Security of AWS environment follows the shared responsibility model. Security of the cloud is AWS's responsibility and Security in the cloud is customer's responsibility.

AWS is working on security of the cloud. It has published and is constantly updating this public security bulletin on this topic. Please check that out for the latest information and AWS official stance on this matter.

This article specifically talks about security in the cloud which falls into customer's responsibility area, more specifically:

1. How can AWS customers block Web attacks from the internet targeting this vulnerability
2. How can AWS customers detect resources in their AWS environment that needs remediation

How can AWS customers block attacks targeting this vulnerability ?

If you have Internet facing Web applications deployed using Amazon CloudFront distribution, an Amazon API Gateway REST API, an Application Load Balancer, or an AWS AppSync GraphQL API you can integrate AWS WAF web application firewall very easily.

Please follow AWS documentation on how to set this up

What I want to mention in this article is that AWS WAF has a AWS Managed Rule group called "Known bad inputs" which can block these requests.

How can AWS customers detect resources in their AWS environment that needs remediation ?

If you have a large fleet of Amazon EC2 instances, Amazon EKS/ECS compute environment and using Amazon Elastic Container Registry (ECR) you can use Amazon Inspector to understand the footprint that needs remediation.

From the documentation "Amazon Inspector is a vulnerability management service that continuously scans your AWS workloads for vulnerabilities. Amazon Inspector automatically discovers and scans Amazon EC2 instances and container images residing in Amazon Elastic Container Registry (Amazon ECR) for software vulnerabilities and unintended network exposure."
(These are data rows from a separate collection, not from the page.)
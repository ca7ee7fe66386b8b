//! cache_fetch tool implementation.
//!
//! Delivers the fetch trigger for one request and reports where the response
//! came from.

use rmcp::{ErrorData as McpError, model::CallToolResult};
use schemars::JsonSchema;
use serde::{Deserialize, Serialize};

use super::json_result;
use crate::handler::AppState;
use precache_client::{Source, fetch::resolve};
use precache_core::{Error, Request};

/// Input parameters for the cache_fetch tool.
#[derive(Debug, Clone, Serialize, Deserialize, JsonSchema)]
pub struct CacheFetchParams {
    /// Target URL, absolute or relative to the configured scope.
    pub url: String,

    /// HTTP method (default: GET). Only GET requests can be served from the cache.
    #[serde(default = "default_method")]
    pub method: String,

    /// Client context issuing the request. Omit for a navigation request.
    #[serde(default)]
    pub client_id: Option<String>,
}

fn default_method() -> String {
    "GET".into()
}

/// Output structure for the cache_fetch tool.
#[derive(Debug, Clone, Serialize)]
pub struct CacheFetchOutput {
    /// The resolved request URL.
    pub url: String,
    /// Final URL of the response.
    pub response_url: String,
    pub status: u16,
    pub content_type: Option<String>,
    pub source: Source,
    /// False when the router did not handle the request.
    pub intercepted: bool,
    /// Generation that handled the request.
    pub generation: Option<String>,
    pub bytes: usize,
    /// Body decoded as UTF-8 (lossy).
    pub body: String,
}

/// Implementation of the cache_fetch tool.
pub async fn fetch_impl(state: &AppState, params: CacheFetchParams) -> Result<CallToolResult, McpError> {
    let scope = state
        .config
        .scope_url()
        .map_err(|e| Error::InvalidUrl(e.to_string()))?;
    let url = resolve(&scope, &params.url).map_err(|e| Error::InvalidUrl(format!("{}: {e}", params.url)))?;
    let request = Request::new(&params.method, url);

    let served = state
        .registration
        .fetch(params.client_id.as_deref(), &request)
        .await?;

    let output = CacheFetchOutput {
        url: request.url.to_string(),
        response_url: served.response.url.clone(),
        status: served.response.status,
        content_type: served.response.content_type.clone(),
        source: served.source,
        intercepted: served.intercepted,
        generation: served.generation,
        bytes: served.response.body.len(),
        body: served.response.text(),
    };

    json_result(&output)
}
//! Network access for the router.
//!
//! ### Semantics
//! - A completed exchange is a response, whatever its status. Only transport
//!   failures (DNS, connect, TLS, reset, timeout) and oversized bodies are errors.
//! - Redirects are followed up to the configured limit; the response carries
//!   the final URL.
//!
//! ### Limits
//! - Request timeout (default 20s)
//! - Max body bytes (default 10MB)

pub mod url;

use async_trait::async_trait;
use bytes::Bytes;
use precache_core::{AppConfig, Error, Request, Response};
use reqwest::{Client, Method, header};
use std::time::{Duration, Instant};

pub use self::url::{UrlError, resolve};

/// Something that can perform a request over the network.
#[async_trait]
pub trait Network: Send + Sync {
    /// Perform the request.
    ///
    /// # Errors
    ///
    /// Fails only when no response could be obtained.
    async fn fetch(&self, request: &Request) -> Result<Response, Error>;
}

/// Configuration for the fetch client.
#[derive(Debug, Clone)]
pub struct FetchConfig {
    /// User agent string (default: "precache/0.1")
    pub user_agent: String,

    /// Maximum response body size in bytes (default: 10MB)
    pub max_bytes: usize,

    /// Request timeout (default: 20s)
    pub timeout: Duration,

    /// Maximum number of redirects to follow (default: 5)
    pub max_redirects: usize,
}

impl Default for FetchConfig {
    fn default() -> Self {
        Self {
            user_agent: "precache/0.1".to_string(),
            max_bytes: 10 * 1024 * 1024,
            timeout: Duration::from_millis(20000),
            max_redirects: 5,
        }
    }
}

impl From<&AppConfig> for FetchConfig {
    fn from(config: &AppConfig) -> Self {
        Self {
            user_agent: config.user_agent.clone(),
            max_bytes: config.max_bytes,
            timeout: config.timeout(),
            max_redirects: config.max_redirects,
        }
    }
}

/// reqwest-backed [`Network`].
pub struct FetchClient {
    http: Client,
    config: FetchConfig,
}

impl FetchClient {
    /// Create a new fetch client with the given configuration.
    pub fn new(config: FetchConfig) -> Result<Self, Error> {
        let http = Client::builder()
            .user_agent(&config.user_agent)
            .timeout(config.timeout)
            .redirect(reqwest::redirect::Policy::limited(config.max_redirects))
            .use_rustls_tls()
            .gzip(true)
            .brotli(true)
            .deflate(true)
            .build()
            .map_err(|e| Error::Network(format!("failed to build HTTP client: {}", e)))?;

        Ok(Self { http, config })
    }

    /// Get reference to the configuration.
    pub fn config(&self) -> &FetchConfig {
        &self.config
    }

    fn check_size(&self, len: usize) -> Result<(), Error> {
        if len > self.config.max_bytes {
            return Err(Error::FetchTooLarge(format!("{} bytes exceeds {}", len, self.config.max_bytes)));
        }
        Ok(())
    }
}

fn map_transport_error(url: &str, err: reqwest::Error) -> Error {
    if err.is_timeout() {
        Error::FetchTimeout(format!("{url}: {err}"))
    } else {
        Error::Network(format!("{url}: {err}"))
    }
}

fn collect_headers(headers: &header::HeaderMap) -> Vec<(String, String)> {
    headers
        .iter()
        .filter_map(|(name, value)| value.to_str().ok().map(|v| (name.as_str().to_string(), v.to_string())))
        .collect()
}

#[async_trait]
impl Network for FetchClient {
    async fn fetch(&self, request: &Request) -> Result<Response, Error> {
        let start = Instant::now();
        let url = request.url.as_str();
        let method = Method::from_bytes(request.method.as_bytes())
            .map_err(|e| Error::InvalidInput(format!("invalid method {}: {}", request.method, e)))?;

        let response = self
            .http
            .request(method, url)
            .send()
            .await
            .map_err(|e| map_transport_error(url, e))?;

        if let Some(len) = response.content_length() {
            self.check_size(len as usize)?;
        }

        let status = response.status().as_u16();
        let final_url = response.url().to_string();
        let headers = collect_headers(response.headers());
        let content_type = response
            .headers()
            .get(header::CONTENT_TYPE)
            .and_then(|v| v.to_str().ok())
            .map(|s| s.to_string());

        let body: Bytes = response.bytes().await.map_err(|e| map_transport_error(url, e))?;
        self.check_size(body.len())?;

        tracing::debug!(
            method = %request.method,
            %url,
            %final_url,
            status,
            bytes = body.len(),
            fetch_ms = start.elapsed().as_millis() as u64,
            "network fetch"
        );

        Ok(Response { url: final_url, status, content_type, headers, body: body.to_vec() })
    }
}

#[cfg(test)]
mod tests {
    use super::*;

    #[test]
    fn test_fetch_config_default() {
        let config = FetchConfig::default();
        assert_eq!(config.user_agent, "precache/0.1");
        assert_eq!(config.max_bytes, 10 * 1024 * 1024);
        assert_eq!(config.timeout, Duration::from_millis(20000));
        assert_eq!(config.max_redirects, 5);
    }

    #[test]
    fn test_fetch_config_from_app_config() {
        let app = AppConfig { user_agent: "health/1".into(), timeout_ms: 500, max_bytes: 1024, ..Default::default() };
        let config = FetchConfig::from(&app);
        assert_eq!(config.user_agent, "health/1");
        assert_eq!(config.timeout, Duration::from_millis(500));
        assert_eq!(config.max_bytes, 1024);
    }

    #[test]
    fn test_check_size() {
        let client = FetchClient::new(FetchConfig { max_bytes: 10, ..Default::default() }).unwrap();
        assert!(client.check_size(10).is_ok());
        assert!(matches!(client.check_size(11), Err(Error::FetchTooLarge(_))));
    }

    #[test]
    fn test_collect_headers() {
        let mut headers = header::HeaderMap::new();
        headers.insert(header::CONTENT_TYPE, header::HeaderValue::from_static("text/html"));
        let collected = collect_headers(&headers);
        assert_eq!(collected, vec![("content-type".to_string(), "text/html".to_string())]);
    }

    #[tokio::test]
    async fn test_fetch_client_new() {
        let client = FetchClient::new(FetchConfig::default());
        assert!(client.is_ok());
    }
}
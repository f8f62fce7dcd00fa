//! Gridwalk server entry point.
//!
//! Binds the listener, starts the walk engine, and runs the accept loop
//! until QUIT or Ctrl-C. Exits 0 on ordinary shutdown and 1 if the listener
//! cannot be bound.
//!
//! ```text
//! main()
//!  └─ ServerConfig::load()   -- gridwalk.toml, optional
//!  └─ TcpListener::bind()
//!  └─ spawn run_engine()     -- walk engine task
//!  └─ serve()                -- accept loop until shutdown
//! ```

use std::path::Path;
use std::sync::Arc;

use anyhow::Context;
use tokio::net::TcpListener;
use tracing::info;
use tracing_subscriber::EnvFilter;

use gridwalk_server::{run_engine, serve, ServerConfig, ServerState};

const CONFIG_PATH: &str = "gridwalk.toml";

#[tokio::main]
async fn main() -> anyhow::Result<()> {
    let config = ServerConfig::load(Path::new(CONFIG_PATH))
        .with_context(|| format!("loading {CONFIG_PATH}"))?;

    // Structured logging. `RUST_LOG` overrides the configured level.
    tracing_subscriber::fmt()
        .with_env_filter(
            EnvFilter::try_from_default_env()
                .unwrap_or_else(|_| EnvFilter::new(config.log_level.clone())),
        )
        .init();

    // Optional port argument overrides the config file.
    let port = match std::env::args().nth(1) {
        Some(arg) => arg
            .parse::<u16>()
            .with_context(|| format!("invalid port argument {arg:?}"))?,
        None => config.port,
    };

    let listener = TcpListener::bind(("0.0.0.0", port))
        .await
        .with_context(|| format!("failed to bind port {port}"))?;
    info!("gridwalk server listening on port {port}");

    let state = ServerState::new(config.step_delay());

    let engine_state = Arc::clone(&state);
    let engine = tokio::spawn(async move {
        run_engine(engine_state).await;
    });

    // Ctrl-C triggers the same shutdown path as a QUIT message.
    let signal_state = Arc::clone(&state);
    tokio::spawn(async move {
        if tokio::signal::ctrl_c().await.is_ok() {
            info!("shutdown signal received");
            signal_state.initiate_shutdown();
        }
    });

    serve(listener, Arc::clone(&state)).await;
    engine.await.ok();

    info!("gridwalk server stopped");
    Ok(())
}
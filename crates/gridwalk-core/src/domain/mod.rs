//! Pure simulation domain: validated run parameters, the weighted random
//! walk over a toroidal grid, and the per-run statistics aggregator.
//!
//! Nothing in this module touches the network; the server's walk engine and
//! the protocol codec are both built on these types.

pub mod params;
pub mod results;
pub mod walk;

pub use params::{ParamError, SimulationParameters};
pub use results::{Results, RunSummary, StepStats};
pub use walk::{sample_direction, wrap, Direction, WalkRng, WalkState};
Inspector is an easy service to quickly deploy, it integrates with AWS Organizations if you have several (hundreds or thousands) AWS accounts and can centrally manage it from a central designated account.

It is also worth mentioning that Amazon inspector has a 15 day free trial, more details here.

Here is a snapshot of Inspector dashboard deployed on the management account, having full organization view.

Following screenshot shows the dashboard view of this vulnerable package found in an ECR repo.

As you can see I have provided you way to block public internet ingress via web protocols and also to detect resources in their AWS environment that needs remediation. Hope this was useful!